Il caos regna sovrano a Bruxelles, dove Ursula von der Leyen, designata spitzenkandidaten dal Ppe, dovrebbe veleggiare verso la riconferma da presidente della Commissione Ue, eppure sente venir meno molte certezze.
Non solo perché un quarto dei delegati del Partito popolare non ha votato per lei, o si è astenuto, ma perché sul suo mandato bis si giocano molte partite incrociate.
Finita ai giardinetti la sua tutor Angela Merkel, l’ex ministra della Difesa tedesca negli ultimi mesi si è avvinghiata a Giorgia Meloni accompagnandola anche a fare la spesa. In otto circostanze, in un anno, le due leader hanno viaggiato insieme. L’ultima missione, ieri, al Cairo, per baciare la pantofola di quel tenero democratico di Al Sisi.
MANFRED WEBER - URSULA VON DER LEYEN - ROBERTA METSOLA - CONGRESSO DEL PPE
Ursula, sotto sotto, giorno dopo giorno, è sempre più convinta di aver bisogno dei voti del gruppo dei Conservatori, guidato da Giorgia Meloni, per essere rieletta, come cinque anni fa le furono necessari i 15 voti del gruppo del Movimento 5stelle, epoca Conte-Di Maio.
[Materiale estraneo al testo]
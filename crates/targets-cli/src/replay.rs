//! Replays emission batches against a persisted target state.
//!
//! A batch file is a JSON array of
//! `{ "contactIds": [..] | null, "emissions": [..] }` objects, applied in
//! order. `contactIds: null` resets every stored emission before merging.

use std::path::Path;

use serde::Deserialize;
use serde_json::Value;
use tracing::{info, warn};

use targets_state::{CountingObserver, TargetState, is_stale, store_emission_values_observed};
use targets_types::{ContactId, TargetDefinition};

use crate::error::CliError;

/// One batch of emissions reported for a set of contacts.
#[derive(Debug, Clone, PartialEq, Deserialize)]
pub struct EmissionBatch {
    /// Contacts whose previous emissions are cancelled; `None` clears all.
    #[serde(rename = "contactIds", default)]
    pub contact_ids: Option<Vec<ContactId>>,

    /// The emission records, passed to the engine unvalidated.
    #[serde(default)]
    pub emissions: Value,
}

/// Summary of a replay run.
#[derive(Debug, Clone, Default, PartialEq, Eq)]
pub struct ReplayReport {
    /// Batches read from the file.
    pub batches: usize,
    /// Batches that changed the state.
    pub updated: usize,
    /// Batches rejected as invalid. They leave the state untouched.
    pub rejected: usize,
    /// Drop counters across all batches.
    pub drops: CountingObserver,
}

/// Load the persisted state, or build a fresh one from `definitions` when
/// no state file exists. Stale blobs are migrated.
pub fn load_state(path: &Path, definitions: &[TargetDefinition]) -> Result<TargetState, CliError> {
    if !path.exists() {
        info!(
            path = %path.display(),
            targets = definitions.len(),
            "No state file, creating empty state"
        );
        return Ok(TargetState::new(definitions));
    }

    let contents = std::fs::read_to_string(path).map_err(|source| CliError::Io {
        path: path.to_path_buf(),
        source,
    })?;
    let blob: Value = serde_json::from_str(&contents)?;
    if is_stale(&blob) {
        warn!(path = %path.display(), "State file has a stale shape, migrating");
    }
    Ok(TargetState::from_value(blob))
}

/// Write the state back as pretty-printed JSON.
pub fn save_state(path: &Path, state: &TargetState) -> Result<(), CliError> {
    let json = serde_json::to_string_pretty(&state.to_value()?)?;
    std::fs::write(path, json).map_err(|source| CliError::Io {
        path: path.to_path_buf(),
        source,
    })
}

/// Read a batch file.
pub fn load_batches(path: &Path) -> Result<Vec<EmissionBatch>, CliError> {
    let contents = std::fs::read_to_string(path).map_err(|source| CliError::Io {
        path: path.to_path_buf(),
        source,
    })?;
    Ok(serde_json::from_str(&contents)?)
}

/// Apply every batch in order.
///
/// A batch whose `emissions` is not an array is rejected and skipped; the
/// remaining batches still apply.
pub fn apply_batches(state: &mut TargetState, batches: &[EmissionBatch]) -> ReplayReport {
    let mut report = ReplayReport {
        batches: batches.len(),
        ..ReplayReport::default()
    };

    for (index, batch) in batches.iter().enumerate() {
        let result = store_emission_values_observed(
            state,
            batch.contact_ids.as_deref(),
            &batch.emissions,
            &mut report.drops,
        );
        match result {
            Ok(stats) if stats.is_updated() => {
                report.updated = report.updated.saturating_add(1);
            }
            Ok(_) => {}
            Err(e) => {
                warn!(batch = index, error = %e, "Rejected emission batch");
                report.rejected = report.rejected.saturating_add(1);
            }
        }
    }

    report
}

#[cfg(test)]
mod tests {
    use serde_json::json;
    use targets_types::TargetKind;

    use super::*;

    fn batches(raw: Value) -> Vec<EmissionBatch> {
        serde_json::from_value(raw).unwrap_or_default()
    }

    #[test]
    fn applies_batches_in_order() {
        let mut state = TargetState::new(&[TargetDefinition::new("visits", TargetKind::Count)]);
        let raw = json!([
            {
                "contactIds": ["c1"],
                "emissions": [
                    { "_id": "e1", "type": "visits", "contact": { "_id": "c1" }, "pass": true },
                    { "_id": "e2", "type": "unknown", "contact": { "_id": "c1" }, "pass": true }
                ]
            },
            { "contactIds": ["c1"], "emissions": "not an array" },
            { "contactIds": ["c1"], "emissions": [] }
        ]);

        let report = apply_batches(&mut state, &batches(raw));

        assert_eq!(report.batches, 3);
        assert_eq!(report.updated, 2);
        assert_eq!(report.rejected, 1);
        assert_eq!(report.drops.unknown_target, 1);
        assert_eq!(report.drops.merges, 2);
        assert_eq!(state.requestor_count(), 0);
    }

    #[test]
    fn missing_contact_ids_reads_as_full_reset() {
        let parsed = batches(json!([{ "emissions": [] }]));
        assert_eq!(parsed.len(), 1);
        assert!(parsed.iter().all(|b| b.contact_ids.is_none()));
    }
}
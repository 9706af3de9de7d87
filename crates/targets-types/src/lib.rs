//! Shared type definitions for the target aggregation engine.
//!
//! Everything that crosses the engine boundary lives here: target
//! definitions coming from configuration, emission records coming from the
//! rules engine, and the aggregate snapshot handed to the rendering layer.
//! Snapshot types flow downstream to `TypeScript` via `ts-rs`.
//!
//! # Modules
//!
//! - [`coerce`] -- Truthy flags and stringified grouping keys
//! - [`ids`] -- String newtypes for target, contact, and emission ids
//! - [`definition`] -- Target definitions and group thresholds
//! - [`emission`] -- Emission event records
//! - [`snapshot`] -- Filter interval and aggregate snapshot
//! - [`timestamp`] -- Lenient epoch-millisecond parsing

pub mod coerce;
pub mod definition;
pub mod emission;
pub mod ids;
pub mod snapshot;
pub mod timestamp;

// Re-export all public types at crate root for convenience.
pub use definition::{GroupCountThreshold, TargetDefinition, TargetKind};
pub use emission::{Emission, EmissionContact};
pub use ids::{ContactId, EmissionId, TargetId};
pub use snapshot::{AggregateSnapshot, AggregatedTarget, FilterInterval, TargetValue};
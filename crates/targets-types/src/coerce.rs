//! Lenient coercions for loosely typed emission fields.
//!
//! Flags and grouping keys are written by configurable task and target
//! scripts, so `pass: 1` and `groupBy: 42` both occur in practice. Flags
//! follow JavaScript truthiness; grouping keys keep scalars in their string
//! form.

use serde::{Deserialize, Deserializer};
use serde_json::Value;

/// JavaScript truthiness of an optional JSON value.
///
/// Absent, `null`, `false`, `0`, and `""` are falsy. Every array and object
/// is truthy.
pub fn is_truthy(value: Option<&Value>) -> bool {
    match value {
        None | Some(Value::Null) => false,
        Some(Value::Bool(b)) => *b,
        Some(Value::Number(n)) => n
            .as_f64()
            .is_some_and(|f| f.is_normal() || f.is_subnormal()),
        Some(Value::String(s)) => !s.is_empty(),
        Some(Value::Array(_) | Value::Object(_)) => true,
    }
}

/// A grouping key: strings as-is, numbers and booleans in string form.
pub fn group_key_from_value(value: &Value) -> Option<String> {
    match value {
        Value::String(s) => Some(s.clone()),
        Value::Number(n) => Some(n.to_string()),
        Value::Bool(b) => Some(b.to_string()),
        Value::Null | Value::Array(_) | Value::Object(_) => None,
    }
}

/// Serde adapter reading any value as a truthy flag.
pub fn deserialize_truthy<'de, D>(deserializer: D) -> Result<bool, D::Error>
where
    D: Deserializer<'de>,
{
    let value = Value::deserialize(deserializer)?;
    Ok(is_truthy(Some(&value)))
}

/// [`deserialize_truthy`] for optional flags. A present field always reads
/// as `Some`.
///
/// Use with `#[serde(default, deserialize_with = "...")]`.
pub fn deserialize_optional_truthy<'de, D>(deserializer: D) -> Result<Option<bool>, D::Error>
where
    D: Deserializer<'de>,
{
    deserialize_truthy(deserializer).map(Some)
}

/// Serde adapter for optional grouping keys.
///
/// Use with `#[serde(default, deserialize_with = "...")]`.
pub fn deserialize_group_key<'de, D>(deserializer: D) -> Result<Option<String>, D::Error>
where
    D: Deserializer<'de>,
{
    let value = Value::deserialize(deserializer)?;
    Ok(group_key_from_value(&value))
}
I sondaggi, pur certificando l’esistenza di una maggioranza per il blocco Ppe-S&D-Renew, rinfocolano questa convinzione, visto che le destre in Europa sono in larga ascesa, mentre è previsto un calo dei popolari e un ridimensionamento sia dei liberali di Macron che dei socialisti di Scholz.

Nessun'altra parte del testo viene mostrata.